PROVIDED ENTRIES
-.-.-

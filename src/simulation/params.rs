//! Numerical and physical parameters for a run
//!
//! `Parameters` holds:
//! - the fixed step size and the end time of a run,
//! - the gravitational constant `g`

use super::forces::DEFAULT_G;
use crate::error::{Result, SimError};

#[derive(Debug, Clone, PartialEq)]
pub struct Parameters {
    pub t_end: f64, // time end
    pub h0: f64, // step size
    pub g: f64, // gravitational constant
}

impl Default for Parameters {
    fn default() -> Self {
        Self {
            t_end: 10.0,
            h0: 0.01,
            g: DEFAULT_G,
        }
    }
}

impl Parameters {
    pub fn validate(&self) -> Result<()> {
        if !(self.h0.is_finite() && self.h0 > 0.0) {
            return Err(SimError::InvalidParameter(format!(
                "step size must be positive and finite, got {}",
                self.h0
            )));
        }
        if !(self.g.is_finite() && self.g >= 0.0) {
            return Err(SimError::InvalidParameter(format!(
                "gravitational constant must be finite and non-negative, got {}",
                self.g
            )));
        }
        if !self.t_end.is_finite() {
            return Err(SimError::InvalidParameter(format!(
                "end time must be finite, got {}",
                self.t_end
            )));
        }
        Ok(())
    }

    /// Number of steps `Engine::run_until(t_end)` takes from t = 0: it keeps
    /// stepping while more than half a step remains
    pub fn steps(&self) -> usize {
        let n = (self.t_end / self.h0 - 0.5).ceil();
        if n > 0.0 {
            n as usize
        } else {
            0
        }
    }
}
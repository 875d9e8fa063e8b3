use std::time::Instant;

use crate::error::Result;
use crate::simulation::engine::Engine;
use crate::simulation::forces::{AccelSet, NewtonianGravity, DEFAULT_G};
use crate::simulation::states::{Body, NVec2};

/// Bodies on a deterministic spiral, far enough apart that nothing collides
/// during a short benchmark run
pub fn spiral_bodies(n: usize) -> Result<Vec<Body>> {
    (0..n)
        .map(|i| {
            let i_f = i as f64;
            let r = 100.0 + 25.0 * i_f;
            let phi = i_f * 0.37;
            let x = NVec2::new(r * phi.cos(), r * phi.sin());
            let v = NVec2::new(-phi.sin(), phi.cos()) * 5.0;
            Body::new(1.0, 1.0 + (i % 7) as f64, x, v)
        })
        .collect()
}

/// Time one gravity accumulation and a batch of full engine steps for
/// growing body counts
pub fn bench_step() -> Result<()> {
    let ns = [25, 50, 100, 200, 400];
    let steps = 100;

    for n in ns {
        let bodies = spiral_bodies(n)?;
        let mut engine = Engine::new(bodies, Vec::new(), 0.001)?;

        let gravity = AccelSet::new().with(NewtonianGravity { g: DEFAULT_G });
        let mut out = vec![NVec2::zeros(); n];

        // Warm up
        gravity.accumulate_accels(0.0, engine.system(), &mut out)?;
        engine.step()?;

        let t0 = Instant::now();
        gravity.accumulate_accels(0.0, engine.system(), &mut out)?;
        let dt_gravity = t0.elapsed().as_secs_f64();

        let t1 = Instant::now();
        for _ in 0..steps {
            engine.step()?;
        }
        let dt_step = t1.elapsed().as_secs_f64() / steps as f64;

        println!("N = {n:5}, gravity = {:10.6} s, step = {:10.6} s", dt_gravity, dt_step);
    }
    Ok(())
}
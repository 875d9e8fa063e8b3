use gravsim::{load_world, Parameters, Scenario};
use gravsim::{bench_step, run_console, ConsoleSink};

use clap::Parser;
use anyhow::{Context, Result};

use std::io;
use std::path::PathBuf;

#[derive(Parser, Debug)]
struct Args {
    /// Scenario file under `scenarios/`
    #[arg(short, default_value = "two_balls.yaml")]
    file_name: String,

    /// Load a delimited-text world file instead of a YAML scenario
    #[arg(long)]
    world: Option<PathBuf>,

    /// Step size for world files
    #[arg(long, default_value_t = 0.01)]
    h0: f64,

    /// End time for world files
    #[arg(long, default_value_t = 10.0)]
    t_end: f64,

    /// Gravitational constant for world files
    #[arg(long, default_value_t = gravsim::DEFAULT_G)]
    g: f64,

    /// Print every n-th frame
    #[arg(long, default_value_t = 10)]
    every: usize,

    /// Disable body-body collisions
    #[arg(long)]
    no_collisions: bool,

    /// Time the engine instead of running a scenario
    #[arg(long)]
    bench: bool,
}

// load here to keep main clean
fn load_scenario(args: &Args) -> Result<Scenario> {
    let scenario = match &args.world {
        Some(path) => {
            let world = load_world(path).with_context(|| format!("reading world file {}", path.display()))?;
            let parameters = Parameters {
                t_end: args.t_end,
                h0: args.h0,
                g: args.g,
            };
            Scenario::from_world(world, parameters)?
        }
        None => {
            let config_path = PathBuf::from(env!("CARGO_MANIFEST_DIR")).join("scenarios").join(&args.file_name);
            Scenario::load(&config_path).with_context(|| format!("loading scenario {}", config_path.display()))?
        }
    };
    Ok(scenario)
}

fn main() -> Result<()> {
    let args = Args::parse();

    if args.bench {
        bench_step()?;
        return Ok(());
    }

    let mut scenario = load_scenario(&args)?;
    if args.no_collisions {
        scenario.engine.set_collisions(false);
    }

    let mut sink = ConsoleSink::new(io::stdout().lock());
    run_console(&mut scenario, &mut sink, args.every)?;

    Ok(())
}
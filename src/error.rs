//! Error types for the simulation core and the scenario loaders.

use thiserror::Error;

/// Failures raised by the physics core
#[derive(Debug, Clone, PartialEq, Error)]
pub enum SimError {
    /// A zero-length vector had to be normalised (coincident bodies,
    /// zero boundary span, coincident collision prediction)
    #[error("degenerate geometry: {0}")]
    DegenerateGeometry(String),

    #[error("invalid body parameters: {0}")]
    InvalidBodyParameters(String),

    #[error("invalid parameter: {0}")]
    InvalidParameter(String),
}

/// Failures raised while reading scenarios and world files
#[derive(Debug, Error)]
pub enum LoadError {
    #[error("IO error: {0}")]
    Io(#[from] std::io::Error),

    #[error("YAML parse error: {0}")]
    Yaml(#[from] serde_yaml::Error),

    #[error("line {line}: {message}")]
    Parse { line: usize, message: String },

    #[error(transparent)]
    Sim(#[from] SimError),
}

pub type Result<T> = std::result::Result<T, SimError>;
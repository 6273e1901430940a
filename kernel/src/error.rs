//! Error types for loading and process lifecycle.

use core::fmt;

use crate::platform::SpawnError;

/// Why an executable could not be loaded into a new process.
///
/// Never leaves the executing process: it collapses into the boolean load
/// outcome the creator observes.
#[derive(Debug, Clone, Copy, PartialEq, Eq)]
pub enum LoadError {
    /// No memory for the address space or one of its pages
    OutOfMemory,
    /// The executable could not be opened
    Open,
    /// Header identification, type, machine, version or table geometry rejected
    BadHeader,
    /// A program header lies outside the file or could not be read in full
    BadSegmentTable,
    /// Dynamic linking is not supported (PT_DYNAMIC, PT_INTERP, PT_SHLIB)
    UnsupportedSegment,
    /// A loadable segment failed validation
    InvalidSegment,
    /// The file ended before a segment's bytes were read
    ShortRead,
    /// The initial stack could not be built
    Stack(StackBuildError),
}

impl fmt::Display for LoadError {
    fn fmt(&self, f: &mut fmt::Formatter<'_>) -> fmt::Result {
        match self {
            Self::OutOfMemory => write!(f, "out of memory"),
            Self::Open => write!(f, "open failed"),
            Self::BadHeader => write!(f, "bad executable header"),
            Self::BadSegmentTable => write!(f, "bad program header table"),
            Self::UnsupportedSegment => write!(f, "dynamic linking not supported"),
            Self::InvalidSegment => write!(f, "invalid loadable segment"),
            Self::ShortRead => write!(f, "segment data truncated"),
            Self::Stack(e) => write!(f, "stack setup failed: {}", e),
        }
    }
}

impl From<StackBuildError> for LoadError {
    fn from(e: StackBuildError) -> Self {
        LoadError::Stack(e)
    }
}

/// Initial stack construction errors.
#[derive(Debug, Clone, Copy, PartialEq, Eq)]
pub enum StackBuildError {
    /// The stack page could not be allocated
    OutOfMemory,
    /// Arguments do not fit in one page above the safety margin
    Overflow,
}

impl fmt::Display for StackBuildError {
    fn fmt(&self, f: &mut fmt::Formatter<'_>) -> fmt::Result {
        match self {
            Self::OutOfMemory => write!(f, "out of memory"),
            Self::Overflow => write!(f, "arguments overflow the stack page"),
        }
    }
}

/// `wait` outcome when there is nothing to wait for.
#[derive(Debug, Clone, Copy, PartialEq, Eq)]
pub enum WaitError {
    /// Not a direct child, or already waited for
    NoSuchChild,
}

impl fmt::Display for WaitError {
    fn fmt(&self, f: &mut fmt::Formatter<'_>) -> fmt::Result {
        match self {
            Self::NoSuchChild => write!(f, "no such child"),
        }
    }
}

/// Process creation errors, as seen by the creator.
#[derive(Debug, Clone, Copy, PartialEq, Eq)]
pub enum CreationError {
    /// The command line names no program
    EmptyCommand,
    /// The command line does not fit in a page
    CommandTooLong,
    /// The command line could not be duplicated
    OutOfMemory,
    /// No process ID left that user programs can represent
    PidsExhausted,
    /// The executing thread could not be created
    Spawn(SpawnError),
    /// The child started but failed to load its executable
    LoadFailed,
}

impl fmt::Display for CreationError {
    fn fmt(&self, f: &mut fmt::Formatter<'_>) -> fmt::Result {
        match self {
            Self::EmptyCommand => write!(f, "empty command line"),
            Self::CommandTooLong => write!(f, "command line too long"),
            Self::OutOfMemory => write!(f, "out of memory"),
            Self::PidsExhausted => write!(f, "process IDs exhausted"),
            Self::Spawn(e) => write!(f, "thread creation failed: {}", e),
            Self::LoadFailed => write!(f, "load failed"),
        }
    }
}

impl From<SpawnError> for CreationError {
    fn from(e: SpawnError) -> Self {
        CreationError::Spawn(e)
    }
}
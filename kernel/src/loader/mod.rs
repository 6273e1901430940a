//! ELF Binary Loader
//!
//! Turns an executable on disk into a runnable user image: a populated
//! address space plus the entry point and initial stack pointer.
//!
//! # ELF32 Format Support
//!
//! - ELF32 header validation (i386, executable, version 1)
//! - Program headers: PT_LOAD mapped, dynamic linking rejected
//! - Initial `main(argc, argv)` stack in the page below PHYS_BASE
//!
//! # Security
//!
//! - Validates every program header before mapping any page
//! - Keeps page 0 and kernel space out of reach of loadable segments
//! - Denies writes to the executable while it is loaded

pub mod elf;
pub mod segment_loader;
pub mod stack;

pub use elf::{validate_and_open, ExecutableImage, SegmentDescriptor, SegmentFlags, SegmentMapping};
pub use segment_loader::{map_image, map_segment};
pub use stack::{build_stack, setup_stack};

use crate::config::UserAddr;
use crate::error::LoadError;
use crate::platform::{File, Platform};
use crate::vfs::with_fs_lock;

/// A program ready to enter user mode.
pub struct LoadedProgram<F: File> {
    /// Entry point virtual address
    pub entry: UserAddr,
    /// Initial stack pointer
    pub stack_pointer: UserAddr,
    /// The executable, kept open and write-denied until exit
    pub executable: F,
}

/// Load `argv[0]` into `space` and build its initial stack.
///
/// `space` must be the active address space. On failure the executable is
/// closed again; pages already mapped stay in `space` for its owner to
/// destroy.
pub fn load<P: Platform>(
    platform: &P,
    argv: &[&str],
    space: &mut P::AddressSpace,
) -> Result<LoadedProgram<P::File>, LoadError> {
    let Some(&name) = argv.first() else {
        return Err(LoadError::Open);
    };

    let mut image = validate_and_open(platform, name)?;

    let result = map_image(&mut image, space).and_then(|pages| {
        log::debug!("{}: mapped {} pages", name, pages);
        setup_stack(space, argv).map_err(LoadError::from)
    });

    match result {
        Ok(stack_pointer) => Ok(LoadedProgram {
            entry: image.entry,
            stack_pointer,
            executable: image.into_file(),
        }),
        Err(e) => {
            log::warn!("{}: {}", name, e);
            let file = image.into_file();
            if let Err(close_err) = with_fs_lock(|| file.close()) {
                log::warn!("{}: close after failed load: {}", name, close_err);
            }
            Err(e)
        }
    }
}
//! Process Manager
//!
//! Creation, waiting and teardown of user processes.
//!
//! A [`Process`] is the kernel-side state of one user program and lives on
//! the kernel thread that runs it. [`Process::execute`] spawns a new thread
//! for the child and blocks until the child reports whether its executable
//! loaded; [`Process::wait`] blocks until a direct child exits;
//! [`Process::exit`] releases everything the process holds.

use alloc::boxed::Box;
use alloc::string::String;
use alloc::sync::{Arc, Weak};
use alloc::vec::Vec;

use super::context::UserFrame;
use super::table::{ChildSet, ProcessId, ProcessRecord, ProcessState};
use crate::config::{EXIT_ABNORMAL, MAX_COMMAND_LINE, PRI_DEFAULT, THREAD_NAME_MAX};
use crate::error::{CreationError, LoadError, WaitError};
use crate::loader;
use crate::platform::{File, Platform, Termination};
use crate::vfs::{with_fs_lock, FdError, FileTable};

/// A user process.
pub struct Process<P: Platform> {
    platform: Arc<P>,
    /// Thread name: the program name, truncated
    name: String,
    pid: ProcessId,
    /// Shared with the parent; dangling once the parent is gone
    record: Weak<ProcessRecord<P::Signal>>,
    children: ChildSet<P::Signal>,
    files: FileTable<P::File>,
    /// Open and write-denied for as long as the process runs
    executable: Option<P::File>,
    space: Option<P::AddressSpace>,
    exit_status: Option<i32>,
}

impl<P: Platform> Process<P> {
    /// The initial process: no parent, no address space. Processes it
    /// creates become its children.
    pub fn init(platform: Arc<P>, name: &str) -> Self {
        Self::new(platform, thread_name(name), ProcessId::INIT, Weak::new())
    }

    fn new(
        platform: Arc<P>,
        name: String,
        pid: ProcessId,
        record: Weak<ProcessRecord<P::Signal>>,
    ) -> Self {
        Self {
            platform,
            name,
            pid,
            record,
            children: ChildSet::new(),
            files: FileTable::new(),
            executable: None,
            space: None,
            exit_status: None,
        }
    }

    /// Process ID
    pub fn pid(&self) -> ProcessId {
        self.pid
    }

    /// Process name
    pub fn name(&self) -> &str {
        &self.name
    }

    /// The platform this process runs on
    pub fn platform(&self) -> &Arc<P> {
        &self.platform
    }

    /// The process's address space, once it has one.
    pub fn address_space(&self) -> Option<&P::AddressSpace> {
        self.space.as_ref()
    }

    /// Whether `pid` is a direct child that has not been waited for.
    pub fn has_child(&self, pid: ProcessId) -> bool {
        self.children.contains(pid)
    }

    /// Number of children not yet waited for.
    pub fn child_count(&self) -> usize {
        self.children.len()
    }

    /// Number of open file descriptors.
    pub fn open_file_count(&self) -> usize {
        self.files.len()
    }

    /// Exit status recorded so far.
    pub fn exit_status(&self) -> Option<i32> {
        self.exit_status
    }

    /// Record the exit status. The first status recorded is kept.
    pub fn set_exit_status(&mut self, status: i32) {
        if self.exit_status.is_none() {
            self.exit_status = Some(status);
        }
    }

    /// Start a new process running `cmd_line` as a child of this one.
    ///
    /// The first whitespace-separated word names the executable; the words
    /// become its `argv`. Blocks until the child has either loaded its
    /// executable or failed to.
    pub fn execute(&mut self, cmd_line: &str) -> Result<ProcessId, CreationError> {
        if cmd_line.len() > MAX_COMMAND_LINE {
            return Err(CreationError::CommandTooLong);
        }
        let program = cmd_line
            .split_ascii_whitespace()
            .next()
            .ok_or(CreationError::EmptyCommand)?;

        // The child gets its own copy; ours may not outlive the call.
        let mut command = String::new();
        command
            .try_reserve_exact(cmd_line.len())
            .map_err(|_| CreationError::OutOfMemory)?;
        command.push_str(cmd_line);

        let name = thread_name(program);
        let pid = ProcessId::new();
        // A child whose PID exec cannot return could never be waited for.
        if pid.as_user().is_none() {
            return Err(CreationError::PidsExhausted);
        }
        let record = Arc::new(ProcessRecord::new(
            pid,
            name.clone(),
            self.platform.new_signal(),
            self.platform.new_signal(),
        ));

        let entry = {
            let platform = Arc::clone(&self.platform);
            let record = Arc::downgrade(&record);
            let name = name.clone();
            Box::new(move || run_process(platform, name, pid, record, command))
        };

        let tid = self.platform.spawn(&name, PRI_DEFAULT, entry)?;
        log::debug!("{}: spawned {} (pid {}) on thread {}", self.name, name, pid, tid);

        if !record.wait_loaded() {
            log::debug!("{}: {} failed to load", self.name, name);
            return Err(CreationError::LoadFailed);
        }

        self.children.insert(record);
        Ok(pid)
    }

    /// Wait for direct child `pid` to exit and return its exit status.
    ///
    /// Each child can be waited for once. Children killed by the kernel
    /// report -1.
    pub fn wait(&mut self, pid: ProcessId) -> Result<i32, WaitError> {
        let record = self
            .children
            .get(pid)
            .cloned()
            .ok_or(WaitError::NoSuchChild)?;
        if !record.claim_wait() {
            return Err(WaitError::NoSuchChild);
        }

        let status = record.wait_exit();
        record.set_state(ProcessState::Reaped);
        self.children.remove(pid);
        log::debug!("{}: reaped {} (pid {}): {}", self.name, record.name(), pid, status);
        Ok(status)
    }

    /// Open `name` and return its descriptor.
    pub fn open(&mut self, name: &str) -> Result<i32, FdError> {
        let platform = &self.platform;
        let file = with_fs_lock(|| platform.open(name)).ok_or(FdError::NotFound)?;
        match self.files.insert(file) {
            Ok(fd) => Ok(fd),
            Err((e, file)) => {
                close_file(&self.name, file);
                Err(e)
            }
        }
    }

    /// Close descriptor `fd`.
    pub fn close(&mut self, fd: i32) -> Result<(), FdError> {
        let file = self.files.remove(fd)?;
        close_file(&self.name, file);
        Ok(())
    }

    /// Terminate the process.
    ///
    /// Prints the exit line, closes every file, releases the children,
    /// reports the status to the parent and destroys the address space.
    pub fn exit(mut self) {
        let status = *self.exit_status.get_or_insert(EXIT_ABNORMAL);
        console_println!("{}: exit({})", self.name, status);

        if let Some(executable) = self.executable.take() {
            close_file(&self.name, executable);
        }
        for (_fd, file) in self.files.drain() {
            close_file(&self.name, file);
        }

        // Children that are still running carry on without a parent.
        let children = self.children.drain();
        if !children.is_empty() {
            log::debug!("{}: releasing {} children", self.name, children.len());
        }
        drop(children);

        if let Some(record) = self.record.upgrade() {
            record.publish_exit(status);
        }

        self.platform.activate(None);
        if let Some(space) = self.space.take() {
            self.platform.destroy_address_space(space);
        }
    }

    fn publish_load(&self, success: bool) {
        if let Some(record) = self.record.upgrade() {
            record.publish_load(success);
        }
    }

    fn publish_state(&self, state: ProcessState) {
        if let Some(record) = self.record.upgrade() {
            record.set_state(state);
        }
    }

    /// Create and activate an address space and load `argv[0]` into it.
    fn load(&mut self, argv: &[&str]) -> Result<UserFrame, LoadError> {
        let space = self
            .platform
            .create_address_space()
            .ok_or(LoadError::OutOfMemory)?;
        self.platform.activate(Some(&space));
        let space = self.space.insert(space);

        let program = loader::load(&*self.platform, argv, space)?;
        self.executable = Some(program.executable);
        Ok(UserFrame::new_user(program.entry, program.stack_pointer))
    }
}

/// Body of a new process's thread.
fn run_process<P: Platform>(
    platform: Arc<P>,
    name: String,
    pid: ProcessId,
    record: Weak<ProcessRecord<P::Signal>>,
    command: String,
) {
    let mut process = Process::new(platform, name, pid, record);
    let argv: Vec<&str> = command.split_ascii_whitespace().collect();

    let frame = match process.load(&argv) {
        Ok(frame) => frame,
        Err(e) => {
            log::debug!("{}: load failed: {}", process.name, e);
            process.publish_load(false);
            process.exit();
            return;
        }
    };
    process.publish_load(true);

    log::debug!(
        "{}: entering user mode at {:#010x}, esp {:#010x}",
        process.name,
        frame.eip,
        frame.esp
    );
    process.publish_state(ProcessState::Running);

    let platform = Arc::clone(&process.platform);
    match platform.enter_user(&mut process, frame) {
        Termination::Exit(status) => process.set_exit_status(status),
        Termination::Fault => log::debug!("{}: killed", process.name),
    }
    process.exit();
}

fn close_file<F: File>(owner: &str, file: F) {
    if let Err(e) = with_fs_lock(|| file.close()) {
        log::warn!("{}: close failed: {}", owner, e);
    }
}

/// Program name as a thread name: at most [`THREAD_NAME_MAX`] bytes,
/// cut on a character boundary.
pub fn thread_name(program: &str) -> String {
    let mut end = program.len().min(THREAD_NAME_MAX);
    while !program.is_char_boundary(end) {
        end -= 1;
    }
    String::from(&program[..end])
}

-.-.-

YOUR TASK
From the opening line of the data above through the line that contains "pub fn validate(&self)", please print each line as it stands and only those lines.

RESPONSE AREA
filename src/simulation/params.rs
//! Numerical and physical parameters for a run
//!
//! `Parameters` holds:
//! - the fixed step size and the end time of a run,
//! - the gravitational constant `g`

use super::forces::DEFAULT_G;
use crate::error::{Result, SimError};

#[derive(Debug, Clone, PartialEq)]
pub struct Parameters {
    pub t_end: f64, // time end
    pub h0: f64, // step size
    pub g: f64, // gravitational constant
}

impl Default for Parameters {
    fn default() -> Self {
        Self {
            t_end: 10.0,
            h0: 0.01,
            g: DEFAULT_G,
        }
    }
}

impl Parameters {
    pub fn validate(&self) -> Result<()> {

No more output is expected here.